Cet archipel c'est bien sûr celui de la Société et, en son sein, la mythique Tahiti, une île double dont l'auteure nous offre une vision très différente de l'image exotique galvaudée encombrant les esprits. Elle préfère en effet dévoiler sa «côte est», plus sauvage, plus intacte, et pénétrer «les coulisses» d'un «décor fallacieux». S'éloignant des clichés, elle nous fait partager la vie quotidienne des "locaux", de ces hommes et de ces femmes simples qui «ne sont pas des anges» et dont elle égrène «le suave et mystérieux chapelet des noms», comme pour «restituer leur dignité», leur redonner existence. Elle nous fait ainsi découvrir un monde «stigmatisé» par les dérives de la modernité - et notamment par l'alcoolisme généralisé et la violence gratuite qui ont accompagné l'introduction de l'argent dans une île où il n'y a pas grand chose à acheter en dehors des canettes de bière. Mais l'innocence violée donne aussi des perles des plus pures et ce peuple du Pacifique - cet océan si mal nommé - a conservé des valeurs de tolérance et de solidarité, sans doute parce qu'il reste malgré tout adapté à son monde originel, en harmonie avec la mer.

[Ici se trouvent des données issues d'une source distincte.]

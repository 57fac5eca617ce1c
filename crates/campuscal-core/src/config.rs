//! Service configuration.
//!
//! Settings come from an optional JSON file, by default
//! `~/.config/campuscal/config.json`, and are then overridden by environment
//! variables. Credentials are only ever read from the environment.

use std::net::{IpAddr, Ipv4Addr, SocketAddr};
use std::path::{Path, PathBuf};
use std::str::FromStr;
use std::time::Duration;

use anyhow::{bail, Context, Result};
use serde::{Deserialize, Serialize};

use crate::auth::Credentials;
use crate::calendar::month::{DEFAULT_MONTHS_AFTER, DEFAULT_MONTHS_BEFORE, MAX_WINDOW_MONTHS};
use crate::calendar::FetchWindow;
use crate::portal::{PortalConfig, DEFAULT_BASE_URL, DEFAULT_REQUEST_TIMEOUT_SECS};
use crate::sync::DEFAULT_MAX_CONCURRENT_EXPORTS;

/// Application name used for the config directory
const APP_NAME: &str = "campuscal";

/// Config file name
const CONFIG_FILE: &str = "config.json";

const DEFAULT_ICAL_FILE: &str = "merged_calendar.ics";
const DEFAULT_UPDATE_INTERVAL_SECS: u64 = 3600;
const DEFAULT_PORT: u16 = 8080;

// ============================================================================
// Environment variables
// ============================================================================

pub const CONFIG_PATH_VAR: &str = "CAMPUSCAL_CONFIG";
pub const USERNAME_VAR: &str = "TUCAN_USERNAME";
pub const PASSWORD_VAR: &str = "TUCAN_PASSWORD";

const BASE_URL_VAR: &str = "CAMPUSCAL_BASE_URL";
const ICAL_FILE_VAR: &str = "ICAL_FILE";
const UPDATE_INTERVAL_VAR: &str = "UPDATE_INTERVAL_SECS";
const PORT_VAR: &str = "PORT";
const BIND_ADDRESS_VAR: &str = "BIND_ADDRESS";
const REQUEST_TIMEOUT_VAR: &str = "REQUEST_TIMEOUT_SECS";
const MONTHS_BEFORE_VAR: &str = "MONTHS_BEFORE";
const MONTHS_AFTER_VAR: &str = "MONTHS_AFTER";
const MAX_CONCURRENT_VAR: &str = "MAX_CONCURRENT_EXPORTS";
const LOG_DIR_VAR: &str = "CAMPUSCAL_LOG_DIR";

#[derive(Debug, Clone, PartialEq, Eq, Serialize, Deserialize)]
#[serde(default)]
pub struct Config {
    pub base_url: String,
    /// Where the merged calendar is written after each productive pass.
    pub ical_file: PathBuf,
    pub update_interval_secs: u64,
    pub port: u16,
    pub bind_address: IpAddr,
    pub request_timeout_secs: u64,
    pub months_before: u32,
    pub months_after: u32,
    pub max_concurrent_exports: usize,
    /// Directory for daily-rolling log files. Logs go to stderr only when unset.
    pub log_dir: Option<PathBuf>,
}

impl Default for Config {
    fn default() -> Self {
        Self {
            base_url: DEFAULT_BASE_URL.to_string(),
            ical_file: PathBuf::from(DEFAULT_ICAL_FILE),
            update_interval_secs: DEFAULT_UPDATE_INTERVAL_SECS,
            port: DEFAULT_PORT,
            bind_address: IpAddr::V4(Ipv4Addr::UNSPECIFIED),
            request_timeout_secs: DEFAULT_REQUEST_TIMEOUT_SECS,
            months_before: DEFAULT_MONTHS_BEFORE,
            months_after: DEFAULT_MONTHS_AFTER,
            max_concurrent_exports: DEFAULT_MAX_CONCURRENT_EXPORTS,
            log_dir: None,
        }
    }
}

impl Config {
    /// Load from the config file and the process environment.
    pub fn load() -> Result<Self> {
        Self::load_with(|key| std::env::var(key).ok())
    }

    /// Load using `lookup` in place of the process environment.
    pub fn load_with<F>(lookup: F) -> Result<Self>
    where
        F: Fn(&str) -> Option<String>,
    {
        let mut config = match lookup(CONFIG_PATH_VAR) {
            Some(path) => Self::from_file(Path::new(&path))?,
            None => match Self::default_config_path() {
                Some(path) if path.exists() => Self::from_file(&path)?,
                _ => Self::default(),
            },
        };

        config.apply_env(&lookup)?;
        config.validate()?;
        Ok(config)
    }

    pub fn from_file(path: &Path) -> Result<Self> {
        let contents = std::fs::read_to_string(path)
            .with_context(|| format!("Failed to read config file: {}", path.display()))?;
        serde_json::from_str(&contents)
            .with_context(|| format!("Failed to parse config file: {}", path.display()))
    }

    fn default_config_path() -> Option<PathBuf> {
        dirs::config_dir().map(|dir| dir.join(APP_NAME).join(CONFIG_FILE))
    }

    fn apply_env<F>(&mut self, lookup: &F) -> Result<()>
    where
        F: Fn(&str) -> Option<String>,
    {
        if let Some(v) = parse_var(lookup, BASE_URL_VAR)? {
            self.base_url = v;
        }
        if let Some(v) = parse_var(lookup, ICAL_FILE_VAR)? {
            self.ical_file = v;
        }
        if let Some(v) = parse_var(lookup, UPDATE_INTERVAL_VAR)? {
            self.update_interval_secs = v;
        }
        if let Some(v) = parse_var(lookup, PORT_VAR)? {
            self.port = v;
        }
        if let Some(v) = parse_var(lookup, BIND_ADDRESS_VAR)? {
            self.bind_address = v;
        }
        if let Some(v) = parse_var(lookup, REQUEST_TIMEOUT_VAR)? {
            self.request_timeout_secs = v;
        }
        if let Some(v) = parse_var(lookup, MONTHS_BEFORE_VAR)? {
            self.months_before = v;
        }
        if let Some(v) = parse_var(lookup, MONTHS_AFTER_VAR)? {
            self.months_after = v;
        }
        if let Some(v) = parse_var(lookup, MAX_CONCURRENT_VAR)? {
            self.max_concurrent_exports = v;
        }
        if let Some(v) = parse_var(lookup, LOG_DIR_VAR)? {
            self.log_dir = Some(v);
        }
        Ok(())
    }

    fn validate(&self) -> Result<()> {
        if self.update_interval_secs == 0 {
            bail!("update_interval_secs must be greater than zero");
        }
        if self.request_timeout_secs == 0 {
            bail!("request_timeout_secs must be greater than zero");
        }
        if self.months_before > MAX_WINDOW_MONTHS {
            bail!("months_before must be at most {}", MAX_WINDOW_MONTHS);
        }
        if self.months_after > MAX_WINDOW_MONTHS {
            bail!("months_after must be at most {}", MAX_WINDOW_MONTHS);
        }
        if self.max_concurrent_exports == 0 {
            bail!("max_concurrent_exports must be at least 1");
        }
        if self.ical_file.as_os_str().is_empty() {
            bail!("ical_file must not be empty");
        }
        PortalConfig::new(&self.base_url)
            .with_context(|| format!("Invalid base_url: {}", self.base_url))?;
        Ok(())
    }

    pub fn portal(&self) -> Result<PortalConfig> {
        let portal = PortalConfig::new(&self.base_url)
            .with_context(|| format!("Invalid base_url: {}", self.base_url))?;
        Ok(portal.with_timeout(Duration::from_secs(self.request_timeout_secs)))
    }

    pub fn window(&self) -> FetchWindow {
        FetchWindow::new(self.months_before, self.months_after)
    }

    pub fn update_interval(&self) -> Duration {
        Duration::from_secs(self.update_interval_secs)
    }

    pub fn socket_addr(&self) -> SocketAddr {
        SocketAddr::new(self.bind_address, self.port)
    }
}

/// Read the portal credentials using `lookup`. Both must be present and
/// non-empty.
pub fn credentials_from_env<F>(lookup: F) -> Result<Credentials>
where
    F: Fn(&str) -> Option<String>,
{
    let username = lookup(USERNAME_VAR).filter(|v| !v.is_empty());
    let password = lookup(PASSWORD_VAR).filter(|v| !v.is_empty());
    match (username, password) {
        (Some(username), Some(password)) => Ok(Credentials::new(username, password)),
        (None, _) => bail!("{} must be set", USERNAME_VAR),
        (_, None) => bail!("{} must be set", PASSWORD_VAR),
    }
}

/// Parse an environment variable. Unset or blank means "not overridden";
/// anything else must parse.
fn parse_var<T, F>(lookup: &F, name: &str) -> Result<Option<T>>
where
    T: FromStr,
    T::Err: std::error::Error + Send + Sync + 'static,
    F: Fn(&str) -> Option<String>,
{
    let Some(raw) = lookup(name) else {
        return Ok(None);
    };
    let value = raw.trim();
    if value.is_empty() {
        return Ok(None);
    }
    value
        .parse()
        .map(Some)
        .with_context(|| format!("Invalid value for {}: {:?}", name, value))
}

Cet archipel s'avère aussi métaphore du monde, un monde  que l'auteure  appréhende comme un univers maritime symbolique : une mer source de vie et unique horizon auquel retournent toujours ses enfants (1) ...

1) En référence au poème d'Antonio  Machado ouvrant  L'astronome aveugle :

"Et quand viendra le jour du dernier voyage,

quand partira la nef qui jamais ne revient

Vous me verrez à bord, et mon maigre bagage

quasiment nu, comme les enfants de la mer"

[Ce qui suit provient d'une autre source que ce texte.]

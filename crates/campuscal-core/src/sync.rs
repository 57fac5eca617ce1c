//! One complete fetch pass: log in, export every month of the window with
//! bounded concurrency, then fold the results into the [`CalendarStore`].

use std::sync::Arc;

use futures::stream::{self, StreamExt};
use tracing::{debug, info, warn};

use crate::auth::{Credentials, SessionAuthenticator};
use crate::cache::CalendarStore;
use crate::calendar::{MergedCalendar, MonthKey};
use crate::portal::{AuthError, FetchError, MonthExporter, PortalConfig};

/// Month exports in flight at once during a pass.
pub const DEFAULT_MAX_CONCURRENT_EXPORTS: usize = 4;

/// What happened during one pass.
#[derive(Debug, Default)]
pub struct PassReport {
    pub requested: Vec<MonthKey>,
    /// Months exported successfully, oldest first.
    pub fetched: Vec<MonthKey>,
    /// Months the portal reported as having no events.
    pub empty: Vec<MonthKey>,
    pub failed: Vec<(MonthKey, FetchError)>,
    /// Events across all fetched months.
    pub events: usize,
    /// Months that were new to the cache.
    pub inserted: Vec<MonthKey>,
    pub cached_months: usize,
    /// The recomputed artifact; `None` when nothing was fetched.
    pub merged: Option<Arc<MergedCalendar>>,
}

impl PassReport {
    pub fn fetched_count(&self) -> usize {
        self.fetched.len()
    }
}

pub struct CalendarSync {
    authenticator: SessionAuthenticator,
    exporter: MonthExporter,
    store: CalendarStore,
    max_concurrent: usize,
}

impl CalendarSync {
    pub fn new(portal: PortalConfig, credentials: Credentials, store: CalendarStore) -> Self {
        Self {
            authenticator: SessionAuthenticator::new(portal.clone(), credentials),
            exporter: MonthExporter::new(portal),
            store,
            max_concurrent: DEFAULT_MAX_CONCURRENT_EXPORTS,
        }
    }

    pub fn with_max_concurrent(mut self, max_concurrent: usize) -> Self {
        self.max_concurrent = max_concurrent.max(1);
        self
    }

    pub fn store(&self) -> &CalendarStore {
        &self.store
    }

    /// Run one pass over `months`.
    ///
    /// A login failure aborts the pass before anything is fetched. Failures
    /// of single months are recorded in the report and never affect other
    /// months.
    pub async fn run_pass(&self, months: &[MonthKey]) -> Result<PassReport, AuthError> {
        let session = match self.authenticator.authenticate().await {
            Ok(session) => session,
            Err(e) => {
                warn!(error = %e, timeout = e.is_timeout(), "Login failed");
                return Err(e);
            }
        };
        let session = &session;

        debug!(
            months = months.len(),
            max_concurrent = self.max_concurrent,
            "Exporting months"
        );

        let results: Vec<_> = stream::iter(months.iter().copied())
            .map(|month| async move { (month, self.exporter.export_month(session, month).await) })
            .buffer_unordered(self.max_concurrent)
            .collect()
            .await;

        let mut report = PassReport {
            requested: months.to_vec(),
            ..Default::default()
        };
        let mut calendars = Vec::new();

        for (month, result) in results {
            match result {
                Ok(calendar) => {
                    let events = calendar.event_count();
                    info!(month = %month, events, "Month fetched");
                    report.events += events;
                    report.fetched.push(month);
                    calendars.push(calendar);
                }
                Err(e) if e.is_expected() => {
                    debug!(month = %month, "No events in month");
                    report.empty.push(month);
                }
                Err(e) => {
                    warn!(
                        month = %month,
                        error = %e,
                        timeout = e.is_timeout(),
                        "Month fetch failed"
                    );
                    report.failed.push((month, e));
                }
            }
        }

        report.fetched.sort();
        report.empty.sort();
        report.failed.sort_by_key(|(month, _)| *month);

        let outcome = self.store.apply(calendars).await;
        report.inserted = outcome.inserted;
        report.cached_months = outcome.cached_months;
        report.merged = outcome.merged;

        info!(
            fetched = report.fetched_count(),
            requested = months.len(),
            empty = report.empty.len(),
            failed = report.failed.len(),
            new = report.inserted.len(),
            cached = report.cached_months,
            "Fetch pass complete"
        );

        Ok(report)
    }
}
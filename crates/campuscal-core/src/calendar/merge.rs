//! Structural merge of calendar texts.
//!
//! This is a line-level concatenation, not an iCalendar parser: the outer
//! `VCALENDAR` lines of every input are dropped and the remaining lines are
//! wrapped once in a fresh envelope. Nothing is validated, reordered or
//! deduplicated.

use std::fmt;

pub const ENVELOPE_BEGIN: &str = "BEGIN:VCALENDAR";
pub const ENVELOPE_END: &str = "END:VCALENDAR";

const EVENT_BEGIN: &str = "BEGIN:VEVENT";

/// Line terminator used in the merged output (RFC 5545).
const LINE_ENDING: &str = "\r\n";

/// A single calendar document built from any number of month exports.
#[derive(Debug, Clone, PartialEq, Eq)]
pub struct MergedCalendar {
    text: String,
}

impl MergedCalendar {
    /// Wrap a previously written artifact as-is.
    pub fn from_artifact(text: String) -> Self {
        Self { text }
    }

    pub fn as_str(&self) -> &str {
        &self.text
    }

    pub fn into_string(self) -> String {
        self.text
    }

    pub fn event_count(&self) -> usize {
        count_events(&self.text)
    }
}

impl fmt::Display for MergedCalendar {
    fn fmt(&self, f: &mut fmt::Formatter<'_>) -> fmt::Result {
        f.write_str(&self.text)
    }
}

fn is_envelope_line(line: &str) -> bool {
    line.starts_with(ENVELOPE_BEGIN) || line.starts_with(ENVELOPE_END)
}

/// Merge calendar texts in the given order under one envelope.
pub fn merge_all<I, S>(calendars: I) -> MergedCalendar
where
    I: IntoIterator<Item = S>,
    S: AsRef<str>,
{
    let mut text = String::new();
    text.push_str(ENVELOPE_BEGIN);
    text.push_str(LINE_ENDING);

    for calendar in calendars {
        for line in calendar.as_ref().lines().filter(|l| !is_envelope_line(l)) {
            text.push_str(line);
            text.push_str(LINE_ENDING);
        }
    }

    text.push_str(ENVELOPE_END);
    text.push_str(LINE_ENDING);
    MergedCalendar { text }
}

/// Count `BEGIN:VEVENT` lines.
pub fn count_events(text: &str) -> usize {
    text.lines().filter(|l| l.starts_with(EVENT_BEGIN)).count()
}

#[cfg(test)]
mod tests {
    use super::*;

    const MAY: &str = "BEGIN:VCALENDAR\r\nVERSION:2.0\r\nBEGIN:VEVENT\r\nSUMMARY:Lineare Algebra\r\nEND:VEVENT\r\nEND:VCALENDAR\r\n";
    const JUNE: &str = "BEGIN:VCALENDAR\nBEGIN:VEVENT\nSUMMARY:Programmierung\nEND:VEVENT\nBEGIN:VEVENT\nSUMMARY:Tutorium\nEND:VEVENT\nEND:VCALENDAR\n";

    fn count(haystack: &str, line: &str) -> usize {
        haystack.lines().filter(|l| *l == line).count()
    }

    #[test]
    fn test_single_envelope() {
        let merged = merge_all([MAY, JUNE]);
        assert_eq!(count(merged.as_str(), ENVELOPE_BEGIN), 1);
        assert_eq!(count(merged.as_str(), ENVELOPE_END), 1);
        assert!(merged.as_str().starts_with("BEGIN:VCALENDAR\r\n"));
        assert!(merged.as_str().ends_with("END:VCALENDAR\r\n"));
    }

    #[test]
    fn test_body_lines_kept_once_in_input_order() {
        let merged = merge_all([MAY, JUNE]);
        let body: Vec<&str> = merged
            .as_str()
            .lines()
            .filter(|l| !is_envelope_line(l))
            .collect();

        let expected: Vec<&str> = MAY
            .lines()
            .chain(JUNE.lines())
            .filter(|l| !is_envelope_line(l))
            .collect();

        assert_eq!(body, expected);
    }

    #[test]
    fn test_input_order_is_preserved() {
        let forward = merge_all([MAY, JUNE]);
        let backward = merge_all([JUNE, MAY]);

        let first_summary = |m: &MergedCalendar| {
            m.as_str()
                .lines()
                .find(|l| l.starts_with("SUMMARY:"))
                .map(str::to_string)
        };
        assert_eq!(first_summary(&forward).as_deref(), Some("SUMMARY:Lineare Algebra"));
        assert_eq!(first_summary(&backward).as_deref(), Some("SUMMARY:Programmierung"));
    }

    #[test]
    fn test_no_deduplication() {
        let merged = merge_all([MAY, MAY]);
        assert_eq!(count(merged.as_str(), "SUMMARY:Lineare Algebra"), 2);
        assert_eq!(merged.event_count(), 2);
    }

    #[test]
    fn test_envelope_prefix_match() {
        // Anything starting with the envelope markers is dropped, trailing junk included
        let merged = merge_all(["BEGIN:VCALENDAR \nX-FOO:bar\nEND:VCALENDAR;x\n"]);
        assert_eq!(merged.as_str(), "BEGIN:VCALENDAR\r\nX-FOO:bar\r\nEND:VCALENDAR\r\n");
    }

    #[test]
    fn test_empty_input() {
        let merged = merge_all(Vec::<String>::new());
        assert_eq!(merged.as_str(), "BEGIN:VCALENDAR\r\nEND:VCALENDAR\r\n");
        assert_eq!(merged.event_count(), 0);
    }

    #[test]
    fn test_count_events() {
        assert_eq!(count_events(MAY), 1);
        assert_eq!(count_events(JUNE), 2);
        assert_eq!(count_events(""), 0);
    }
}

Dans ce livre comme dans les précédents, Anne-Catherine Blanc nous embarque sur ce navire voguant sur l'infini  dont nous sommes les éphémères passagers, «bois flottés» abandonnés à la houle ou guidés par les étoiles. Et de cette errance qui est avant tout intérieure, il émane une sorte de philosophie du "mouillage", de l'ancrage et du détachement, comme si chacun devait trouver «sa place» en harmonie avec le monde, pour pouvoir ensuite être prêt à s'en libérer. Pour «se trouver», il ne faut pas hésiter à «se perdre» (2) dans l'inconnu , à s'oublier dans la rencontre de l'autre, comme Colette, l'héroïne de Sa place au soleil , avant d'arriver au terme du voyage «quasiment nu» à l'image de Poerava ou d' Herenui, le héros de Raerae.

Anne-Catherine Blanc possède l'art d'explorer ce "bleu intérieur"(3) en harmonie avec le monde  dont elle décline une palette allant de l'ombre à la lumière, de la nuit sombre des abysses à l'azur du ciel au zénith (4)  en passant par toutes les nuances de verts et de gris, sales ou métalliques. Elle sait jouer des reflets et des éclats, de la douceur et de la dureté, des transparences, des ombres et des voiles à l'instar de Dagmar Bergmann, peintre à laquelle est dédiée Poerava, la nouvelle ouvrant ce recueil.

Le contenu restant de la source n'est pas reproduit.